Programas, lineamientos, razones, fundamentos, certezas, convicciones, creencias, afirmaciones, identidades, propiedades, soberanías, particularismo, nos atrapan y nos sacuden en el dominio del ente. Ninguna intersubjetividad nos permitirá acercarnos a la muerte que supone la clausura de las subjetividades. Esa muerte puede ser el signo de otro lazo social, donde el contenido ya no se repliega sobre sí mismo para autoafirmarse sino que se desliza hacia su vaciamiento (como en la amistad), que a fin de cuentas es el lugar de donde proviene.
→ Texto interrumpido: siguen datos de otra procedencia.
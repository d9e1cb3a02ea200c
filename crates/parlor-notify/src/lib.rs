//! Appointment-confirmation messaging over the telephony provider's
//! WhatsApp messaging API.
//!
//! Sending is strictly best-effort: by the time a confirmation fires the
//! call has already ended and the caller has heard the spoken
//! confirmation, so failures are logged and never retried inline.

use chrono::{Duration, NaiveDateTime};
use parlor_nlp::{extract_datetime, normalize_phone};
use parlor_types::Appointment;
use serde::Deserialize;
use std::fmt;
use thiserror::Error;

/// Bound on one messaging API request.
const SEND_TIMEOUT: std::time::Duration = std::time::Duration::from_secs(15);

const MESSAGES_API_BASE: &str = "https://api.twilio.com/2010-04-01";
const CALENDAR_RENDER_URL: &str = "https://calendar.google.com/calendar/render";

#[derive(Error, Debug)]
pub enum NotifyError {
    #[error("messaging provider error: {0}")]
    Provider(String),
}

#[derive(Clone, Deserialize)]
pub struct NotifyConfig {
    #[serde(default)]
    pub account_sid: String,
    #[serde(default)]
    pub auth_token: String,
    /// The provider-side sender, e.g. "+15550001111".
    #[serde(default)]
    pub from_number: String,
    /// Demo redirect: when set, every confirmation goes to this number
    /// instead of the caller's.
    #[serde(default)]
    pub demo_number: Option<String>,
    #[serde(default = "default_business_name")]
    pub business_name: String,
    #[serde(default = "default_country_code")]
    pub default_country_code: String,
}

fn default_business_name() -> String {
    "Luna Hair Studio".to_string()
}

fn default_country_code() -> String {
    "1".to_string()
}

impl Default for NotifyConfig {
    fn default() -> Self {
        Self {
            account_sid: String::new(),
            auth_token: String::new(),
            from_number: String::new(),
            demo_number: None,
            business_name: default_business_name(),
            default_country_code: default_country_code(),
        }
    }
}

impl fmt::Debug for NotifyConfig {
    fn fmt(&self, f: &mut fmt::Formatter<'_>) -> fmt::Result {
        f.debug_struct("NotifyConfig")
            .field("account_sid", &self.account_sid)
            .field("auth_token", &"[REDACTED]")
            .field("from_number", &self.from_number)
            .field("demo_number", &self.demo_number)
            .field("business_name", &self.business_name)
            .field("default_country_code", &self.default_country_code)
            .finish()
    }
}

/// Confirmation sender.
pub struct NotifyClient {
    config: NotifyConfig,
    http: reqwest::Client,
}

impl fmt::Debug for NotifyClient {
    fn fmt(&self, f: &mut fmt::Formatter<'_>) -> fmt::Result {
        f.debug_struct("NotifyClient")
            .field("config", &self.config)
            .finish_non_exhaustive()
    }
}

impl NotifyClient {
    pub fn new(config: NotifyConfig) -> Self {
        // Construction happens once at startup; a client without the
        // bounded timeout must never come into existence.
        let http = reqwest::Client::builder()
            .timeout(SEND_TIMEOUT)
            .build()
            .expect("failed to build messaging HTTP client");
        Self { config, http }
    }

    pub fn is_enabled(&self) -> bool {
        !self.config.account_sid.is_empty()
            && !self.config.auth_token.is_empty()
            && !self.config.from_number.is_empty()
    }

    /// Sends the appointment confirmation. Returns `Ok(false)` when
    /// skipped (no recipient, provider unconfigured) so callers can log
    /// without treating it as a failure.
    pub async fn send_confirmation(
        &self,
        appointment: &Appointment,
        to_number: &str,
        reference_now: NaiveDateTime,
    ) -> Result<bool, NotifyError> {
        let Some(recipient) = self.resolve_recipient(to_number) else {
            tracing::warn!("confirmation skipped: missing recipient phone number");
            return Ok(false);
        };
        if !self.is_enabled() {
            tracing::warn!("confirmation skipped: messaging credentials are not configured");
            return Ok(false);
        }

        let body = self.message_body(appointment, reference_now);
        let to = whatsapp_address(&recipient);
        let from = whatsapp_address(&self.config.from_number);

        let url = format!(
            "{}/Accounts/{}/Messages.json",
            MESSAGES_API_BASE, self.config.account_sid
        );
        let response = self
            .http
            .post(url)
            .basic_auth(&self.config.account_sid, Some(&self.config.auth_token))
            .form(&[("Body", body.as_str()), ("To", to.as_str()), ("From", from.as_str())])
            .send()
            .await
            .map_err(|e| NotifyError::Provider(e.to_string()))?;

        if !response.status().is_success() {
            return Err(NotifyError::Provider(format!(
                "message send returned {}",
                response.status()
            )));
        }

        tracing::info!(to = %to, "appointment confirmation sent");
        Ok(true)
    }

    fn resolve_recipient(&self, to_number: &str) -> Option<String> {
        if let Some(demo) = self.config.demo_number.as_deref().filter(|d| !d.is_empty()) {
            tracing::info!(original = to_number, demo, "redirecting confirmation to demo number");
            return normalize_phone(demo, &self.config.default_country_code);
        }
        normalize_phone(to_number, &self.config.default_country_code)
    }

    fn message_body(&self, appointment: &Appointment, reference_now: NaiveDateTime) -> String {
        let name = appointment.name.as_deref().unwrap_or("Friend");
        let service = appointment.service.as_deref().unwrap_or("appointment");
        let start = resolve_start(appointment, reference_now);
        let when = start.format("%A, %B %-d at %-I:%M %p").to_string();
        let link = calendar_link(appointment, reference_now, &self.config.business_name);

        format!(
            "{} confirmation\n{}, your {} is booked for {}.\nAdd to calendar: {}",
            self.config.business_name, name, service, when, link
        )
    }
}

fn whatsapp_address(number: &str) -> String {
    if number.starts_with("whatsapp:") {
        number.to_string()
    } else {
        format!("whatsapp:{}", number)
    }
}

fn resolve_start(appointment: &Appointment, reference_now: NaiveDateTime) -> NaiveDateTime {
    appointment
        .start
        .or_else(|| {
            appointment
                .time_text
                .as_deref()
                .and_then(|t| extract_datetime(t, reference_now))
        })
        .unwrap_or(reference_now)
}

/// Builds a pre-filled add-to-calendar link for the confirmation message.
pub fn calendar_link(
    appointment: &Appointment,
    reference_now: NaiveDateTime,
    business_name: &str,
) -> String {
    let start = resolve_start(appointment, reference_now);
    let end = start + Duration::minutes(appointment.duration_minutes());
    let compact = |t: NaiveDateTime| t.format("%Y%m%dT%H%M%S").to_string();

    let service = appointment.service.as_deref().unwrap_or("Salon Service");
    let name = appointment.name.as_deref().unwrap_or("our guest");
    let url = reqwest::Url::parse_with_params(
        CALENDAR_RENDER_URL,
        &[
            ("action", "TEMPLATE"),
            ("text", &format!("Hair Appointment - {}", service)),
            ("dates", &format!("{}/{}", compact(start), compact(end))),
            (
                "details",
                &format!("Hair appointment for {} at {}", name, business_name),
            ),
            ("location", business_name),
        ],
    );
    url.map(String::from)
        .unwrap_or_else(|_| CALENDAR_RENDER_URL.to_string())
}
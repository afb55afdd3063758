//! Value to text.
//!
//! `readable` printing produces text the reader accepts back (strings are
//! quoted and escaped); raw printing emits string contents verbatim and is
//! what `str` and `println` use.

use crate::ast::{MapKey, Value};
use crate::ensure_sufficient_stack;

/// Render `value` as text
pub fn print_str(value: &Value, readable: bool) -> String {
    let mut out = String::new();
    write_value(&mut out, value, readable);
    out
}

fn write_value(out: &mut String, value: &Value, readable: bool) {
    ensure_sufficient_stack(|| match value {
        Value::Integer(n) => out.push_str(&n.to_string()),
        Value::Symbol(name) => out.push_str(name),
        Value::Keyword(name) => {
            out.push(':');
            out.push_str(name);
        }
        Value::String(s) => write_string(out, s, readable),
        Value::Bool(b) => out.push_str(if *b { "true" } else { "false" }),
        Value::Nil => out.push_str("nil"),
        Value::List(items) => write_seq(out, items, readable, '(', ')'),
        Value::Vector(items) => write_seq(out, items, readable, '[', ']'),
        Value::Hashmap(map) => {
            out.push('{');
            for (i, (key, v)) in map.iter().enumerate() {
                if i > 0 {
                    out.push(' ');
                }
                match key {
                    MapKey::Keyword(k) => {
                        out.push(':');
                        out.push_str(k);
                    }
                    MapKey::String(s) => write_string(out, s, readable),
                }
                out.push(' ');
                write_value(out, v, readable);
            }
            out.push('}');
        }
        Value::Function(_) => out.push_str("#<function>"),
        Value::Comment(_) => {}
    })
}

fn write_seq(out: &mut String, items: &[Value], readable: bool, open: char, close: char) {
    out.push(open);
    for (i, item) in items.iter().enumerate() {
        if i > 0 {
            out.push(' ');
        }
        write_value(out, item, readable);
    }
    out.push(close);
}

fn write_string(out: &mut String, s: &str, readable: bool) {
    if !readable {
        out.push_str(s);
        return;
    }
    out.push('"');
    for c in s.chars() {
        match c {
            '\\' => out.push_str("\\\\"),
            '"' => out.push_str("\\\""),
            '\n' => out.push_str("\\n"),
            c => out.push(c),
        }
    }
    out.push('"');
}
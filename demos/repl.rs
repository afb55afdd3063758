use malrs::ast::{Function, Value};
use malrs::env::Env;
use malrs::evaluator;
use rustyline::DefaultEditor;
use rustyline::error::ReadlineError;
use std::panic;
use std::process;
use tracing_subscriber::{EnvFilter, fmt, prelude::*};

fn main() {
    init_tracing();

    let result = panic::catch_unwind(|| {
        run_repl();
    });

    if let Err(panic_info) = result {
        eprintln!("The REPL encountered an unexpected error and must exit.");

        if let Some(msg) = panic_info.downcast_ref::<&str>() {
            eprintln!("Error: {msg}");
        } else if let Some(msg) = panic_info.downcast_ref::<String>() {
            eprintln!("Error: {msg}");
        } else {
            eprintln!("Error: Unknown panic occurred");
        }

        process::exit(1);
    }
}

/// `RUST_LOG` wins; otherwise `DEBUG=1` or `DEBUG=true` turns on debug output.
fn init_tracing() {
    let filter = if std::env::var("RUST_LOG").is_ok() {
        EnvFilter::from_default_env()
    } else if matches!(std::env::var("DEBUG").as_deref(), Ok("1" | "true")) {
        EnvFilter::new("malrs=debug")
    } else {
        return;
    };

    tracing_subscriber::registry()
        .with(fmt::layer().with_target(true).with_level(true))
        .with(filter)
        .init();
}

fn run_repl() {
    println!("malrs - a small Lisp");
    println!("Enter forms like: (+ 1 2)");
    println!("Type :help for more commands, or Ctrl+C to exit.");
    println!();

    let mut rl = DefaultEditor::new().expect("Could not initialize REPL");
    let env = match evaluator::create_global_env() {
        Ok(env) => env,
        Err(e) => {
            eprintln!("{}: {e}", e.name());
            process::exit(1);
        }
    };

    loop {
        match rl.readline("user> ") {
            Ok(line) => {
                let line = line.trim();
                if line.is_empty() {
                    continue;
                }

                let _ = rl.add_history_entry(line);

                match line {
                    ":help" => {
                        print_help();
                        continue;
                    }
                    ":env" => {
                        print_environment(&env);
                        continue;
                    }
                    ":quit" | ":exit" => {
                        println!("Goodbye!");
                        break;
                    }
                    _ => {}
                }

                match malrs::rep(line, &env) {
                    Ok(output) if output.is_empty() => {}
                    Ok(output) => println!("{output}"),
                    Err(e) => println!("{}: {e}", e.name()),
                }
            }

            Err(ReadlineError::Eof) | Err(ReadlineError::Interrupted) => {
                println!("Goodbye!");
                break;
            }
            Err(err) => {
                println!("Error: {err:?}");
                break;
            }
        }
    }
}

fn print_help() {
    println!("Commands:");
    println!("  :help      - Show this help message");
    println!("  :env       - Show current environment bindings");
    println!("  :quit      - Exit the interpreter");
    println!("  :exit      - Exit the interpreter");
    println!("  Ctrl+C     - Exit the interpreter");
    println!();
    println!("Special forms: def! let* do if fn* quote");
    println!();
    println!("Literals:");
    println!("  Numbers: 42, -5");
    println!("  Strings: \"a\\nb\"   Keywords: :k   nil true false");
    println!("  Lists (1 2)  Vectors [1 2]  Maps {{:a 1 \"b\" 2}}");
    println!();
    println!("Examples:");
    println!("  (+ 1 (* 2 3))");
    println!("  (def! double (fn* (n) (* n 2)))");
    println!("  (let* (x 1 y (+ x 1)) [x y])");
    println!("  ((fn* (& xs) (count xs)) 1 2 3)");
    println!();
}

fn print_environment(env: &Env) {
    let bindings = env.get_all_bindings();

    if bindings.is_empty() {
        println!("Environment is empty.");
        return;
    }

    println!("Environment bindings ({} total):", bindings.len());
    println!();

    let mut builtins = Vec::new();
    let mut user_defined = Vec::new();

    for (name, value) in bindings {
        match &value {
            Value::Function(f) if matches!(**f, Function::Builtin { .. }) => builtins.push(name),
            _ => user_defined.push((name, value)),
        }
    }

    if !builtins.is_empty() {
        println!("Built-in functions ({}):", builtins.len());
        let mut col = 0;
        for name in builtins {
            print!("  {name:<15}");
            col += 1;
            if col % 4 == 0 {
                println!();
            }
        }
        if col % 4 != 0 {
            println!();
        }
        println!();
    }

    if !user_defined.is_empty() {
        println!("User-defined values ({}):", user_defined.len());
        for (name, value) in user_defined {
            println!("  {name} = {value}");
        }
    }
}
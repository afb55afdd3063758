//! Registry of the native functions bound in every global environment.
//!
//! Each builtin is a plain, strongly-typed Rust function wired through the
//! adapter layer in `evaluator::intooperation` once, when the registry is
//! first touched. Special forms (`def!`, `let*`, `do`, `if`, `fn*`, `quote`)
//! control evaluation of their arguments and live in the evaluator instead.
//!
//! ```lisp
//! (+ 1 2 3)          ; => 6
//! (< 1 2 3)          ; => true, comparisons chain
//! (count [1 2])      ; => 2
//! (pr-str "a" :b)    ; => "\"a\" :b"
//! ```
//!
//! ## Error Handling
//!
//! - **Type Safety**: arithmetic and comparison reject non-integers with `TypeError`
//! - **Overflow Detection**: arithmetic reports overflow as `EvalError`
//! - **Arity Checking**: every call is validated against the op's [`Arity`]
//!
//! ## Adding New Operations
//!
//! 1. Write the function with typed parameters (`i64`, `&str`, `Value`, or a
//!    rest iterator such as `NumIter<'_>`)
//! 2. Add a `BuiltinOp` entry to `BUILTIN_OPS` with its arity
//! 3. Add rows to the data-driven tests below

use std::sync::{Arc, LazyLock};

use crate::Error;
use crate::ast::{NumberType, Value, list, vector};
use crate::evaluator::intooperation::{IntoOperation, IntoVariadicOperation, OperationFn};
use crate::evaluator::{Arity, NumIter, ValueIter};
use crate::printer::print_str;

/// Definition of a built-in function
#[derive(Clone)]
pub struct BuiltinOp {
    /// The name the function is bound to
    pub id: &'static str,
    /// The adapted implementation; arity is not checked here
    pub func: Arc<OperationFn>,
    /// Expected number of arguments
    pub arity: Arity,
}

impl std::fmt::Debug for BuiltinOp {
    fn fmt(&self, f: &mut std::fmt::Formatter<'_>) -> std::fmt::Result {
        f.debug_struct("BuiltinOp")
            .field("id", &self.id)
            .field("arity", &self.arity)
            .finish_non_exhaustive()
    }
}

impl PartialEq for BuiltinOp {
    fn eq(&self, other: &Self) -> bool {
        self.id == other.id
    }
}

impl BuiltinOp {
    /// Check if the given number of arguments is valid for this operation
    pub(crate) fn validate_arity(&self, arg_count: usize) -> Result<(), Error> {
        self.arity.validate(arg_count)
    }

    /// The implementation wrapped with this op's arity check, ready to bind
    pub fn checked_function(&self) -> Arc<OperationFn> {
        let op = self.clone();
        Arc::new(move |args: Vec<Value>| {
            op.validate_arity(args.len())?;
            (op.func)(args)
        })
    }
}

//
// Builtin Function Implementations
//

// Chained comparison: every adjacent pair must satisfy the operator
macro_rules! numeric_comparison {
    ($name:ident, $op:tt) => {
        fn $name(first: NumberType, rest: NumIter<'_>) -> bool {
            let mut prev = first;
            for current in rest {
                if !(prev $op current) {
                    return false;
                }
                prev = current;
            }
            true
        }
    };
}

numeric_comparison!(builtin_lt, <);
numeric_comparison!(builtin_gt, >);
numeric_comparison!(builtin_le, <=);
numeric_comparison!(builtin_ge, >=);

fn overflow(operation: &str) -> Error {
    Error::EvalError(format!("Integer overflow in {operation}"))
}

fn builtin_add(args: NumIter<'_>) -> Result<NumberType, Error> {
    let mut sum: NumberType = 0;
    for arg in args {
        sum = sum.checked_add(arg).ok_or_else(|| overflow("addition"))?;
    }
    Ok(sum)
}

fn builtin_sub(first: NumberType, rest: NumIter<'_>) -> Result<NumberType, Error> {
    let mut iter = rest.peekable();

    if iter.peek().is_none() {
        return first.checked_neg().ok_or_else(|| overflow("negation"));
    }

    let mut result = first;
    for n in iter {
        result = result.checked_sub(n).ok_or_else(|| overflow("subtraction"))?;
    }
    Ok(result)
}

fn builtin_mul(first: NumberType, rest: NumIter<'_>) -> Result<NumberType, Error> {
    let mut product = first;
    for n in rest {
        product = product
            .checked_mul(n)
            .ok_or_else(|| overflow("multiplication"))?;
    }
    Ok(product)
}

/// Division rounding toward negative infinity
fn floor_div(a: NumberType, b: NumberType) -> Result<NumberType, Error> {
    if b == 0 {
        return Err(Error::EvalError("Division by zero".into()));
    }
    let quotient = a.checked_div(b).ok_or_else(|| overflow("division"))?;
    if a % b != 0 && ((a < 0) != (b < 0)) {
        Ok(quotient - 1)
    } else {
        Ok(quotient)
    }
}

fn builtin_div(first: NumberType, rest: NumIter<'_>) -> Result<NumberType, Error> {
    let mut result = first;
    for n in rest {
        result = floor_div(result, n)?;
    }
    Ok(result)
}

fn builtin_equal(first: Value, second: Value) -> bool {
    first == second
}

fn builtin_list(args: ValueIter<'_>) -> Value {
    list(args.cloned().collect())
}

fn builtin_is_list(value: Value) -> bool {
    matches!(value, Value::List(_))
}

fn builtin_vector(args: ValueIter<'_>) -> Value {
    vector(args.cloned().collect())
}

fn builtin_is_vector(value: Value) -> bool {
    matches!(value, Value::Vector(_))
}

/// Element count of a list or vector; nil counts as empty
fn sequence_len(value: &Value, op: &str) -> Result<usize, Error> {
    match value {
        Value::Nil => Ok(0),
        Value::List(items) | Value::Vector(items) => Ok(items.len()),
        other => Err(Error::TypeError(format!(
            "{op} expects a list, vector or nil, got {other}"
        ))),
    }
}

fn builtin_is_empty(value: Value) -> Result<bool, Error> {
    sequence_len(&value, "empty?").map(|len| len == 0)
}

fn builtin_count(value: Value) -> Result<NumberType, Error> {
    let len = sequence_len(&value, "count")?;
    NumberType::try_from(len).map_err(|_| overflow("count"))
}

fn print_joined(args: ValueIter<'_>, readable: bool, separator: &str) -> String {
    args.map(|arg| print_str(arg, readable))
        .collect::<Vec<_>>()
        .join(separator)
}

fn builtin_str(args: ValueIter<'_>) -> String {
    print_joined(args, false, "")
}

fn builtin_pr_str(args: ValueIter<'_>) -> String {
    print_joined(args, true, " ")
}

fn builtin_prn(args: ValueIter<'_>) -> Value {
    println!("{}", print_joined(args, true, " "));
    Value::Nil
}

fn builtin_println(args: ValueIter<'_>) -> Value {
    println!("{}", print_joined(args, false, " "));
    Value::Nil
}

/// Global registry of all built-in functions.
///
/// Every implementation goes through the same adapter layer used for custom
/// registration on `Env`; this happens once, on first access.
static BUILTIN_OPS: LazyLock<Vec<BuiltinOp>> = LazyLock::new(|| {
    fn builtin_fixed<Args, F>(f: F) -> Arc<OperationFn>
    where
        F: IntoOperation<Args>,
    {
        <F as IntoOperation<Args>>::into_operation(f)
    }

    fn builtin_variadic<Args, F>(f: F) -> Arc<OperationFn>
    where
        F: IntoVariadicOperation<Args>,
    {
        <F as IntoVariadicOperation<Args>>::into_variadic_operation(f)
    }

    type Rest = NumIter<'static>;
    type Values = ValueIter<'static>;

    vec![
        // Arithmetic
        BuiltinOp {
            id: "+",
            func: builtin_variadic::<(Rest,), _>(builtin_add),
            arity: Arity::AtLeast(0),
        },
        BuiltinOp {
            id: "-",
            func: builtin_variadic::<(NumberType, Rest), _>(builtin_sub),
            arity: Arity::AtLeast(1),
        },
        BuiltinOp {
            id: "*",
            func: builtin_variadic::<(NumberType, Rest), _>(builtin_mul),
            arity: Arity::AtLeast(1),
        },
        BuiltinOp {
            id: "/",
            func: builtin_variadic::<(NumberType, Rest), _>(builtin_div),
            arity: Arity::AtLeast(2),
        },
        // Comparison
        BuiltinOp {
            id: "=",
            func: builtin_fixed::<(Value, Value), _>(builtin_equal),
            arity: Arity::Exact(2),
        },
        BuiltinOp {
            id: "<",
            func: builtin_variadic::<(NumberType, Rest), _>(builtin_lt),
            arity: Arity::AtLeast(2),
        },
        BuiltinOp {
            id: ">",
            func: builtin_variadic::<(NumberType, Rest), _>(builtin_gt),
            arity: Arity::AtLeast(2),
        },
        BuiltinOp {
            id: "<=",
            func: builtin_variadic::<(NumberType, Rest), _>(builtin_le),
            arity: Arity::AtLeast(2),
        },
        BuiltinOp {
            id: ">=",
            func: builtin_variadic::<(NumberType, Rest), _>(builtin_ge),
            arity: Arity::AtLeast(2),
        },
        // Sequences
        BuiltinOp {
            id: "list",
            func: builtin_variadic::<(Values,), _>(builtin_list),
            arity: Arity::Any,
        },
        BuiltinOp {
            id: "list?",
            func: builtin_fixed::<(Value,), _>(builtin_is_list),
            arity: Arity::Exact(1),
        },
        BuiltinOp {
            id: "vector",
            func: builtin_variadic::<(Values,), _>(builtin_vector),
            arity: Arity::Any,
        },
        BuiltinOp {
            id: "vector?",
            func: builtin_fixed::<(Value,), _>(builtin_is_vector),
            arity: Arity::Exact(1),
        },
        BuiltinOp {
            id: "empty?",
            func: builtin_fixed::<(Value,), _>(builtin_is_empty),
            arity: Arity::Exact(1),
        },
        BuiltinOp {
            id: "count",
            func: builtin_fixed::<(Value,), _>(builtin_count),
            arity: Arity::Exact(1),
        },
        // Printing
        BuiltinOp {
            id: "str",
            func: builtin_variadic::<(Values,), _>(builtin_str),
            arity: Arity::Any,
        },
        BuiltinOp {
            id: "pr-str",
            func: builtin_variadic::<(Values,), _>(builtin_pr_str),
            arity: Arity::Any,
        },
        BuiltinOp {
            id: "prn",
            func: builtin_variadic::<(Values,), _>(builtin_prn),
            arity: Arity::Any,
        },
        BuiltinOp {
            id: "println",
            func: builtin_variadic::<(Values,), _>(builtin_println),
            arity: Arity::Any,
        },
    ]
});

/// Get all builtin operations
pub fn get_builtin_ops() -> &'static [BuiltinOp] {
    BUILTIN_OPS.as_slice()
}

/// Find a builtin operation by name
pub fn find_builtin_op(id: &str) -> Option<&'static BuiltinOp> {
    get_builtin_ops().iter().find(|op| op.id == id)
}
¿Qué tecnología podría permitirnos acceder a esos impensados? Una en que su luz no fuera lo suficientemente fuerte que encandilar nuestros sentidos, pero que nos regalara destellos de reflexividad para ayudarnos a dudar siquiera una vez. Es decir una tecnología corpórea del pensar, porque tal como la política es impredecible, la acción es irremediable, y puesto que no es posible reescribir la narrativa del acontecimiento luego de consumado como en una novela, sí podemos disipar el impulso irreflexivo del que se hacen acompañar las convicciones cuando adquieren el carácter de sagradas y absolutas, cuyo riesgo es el de disparar el arma nihilista contemporánea, que defiende la vida negando su más genuina ausencia de significado, justamente, ahogándola con un exceso del mismo.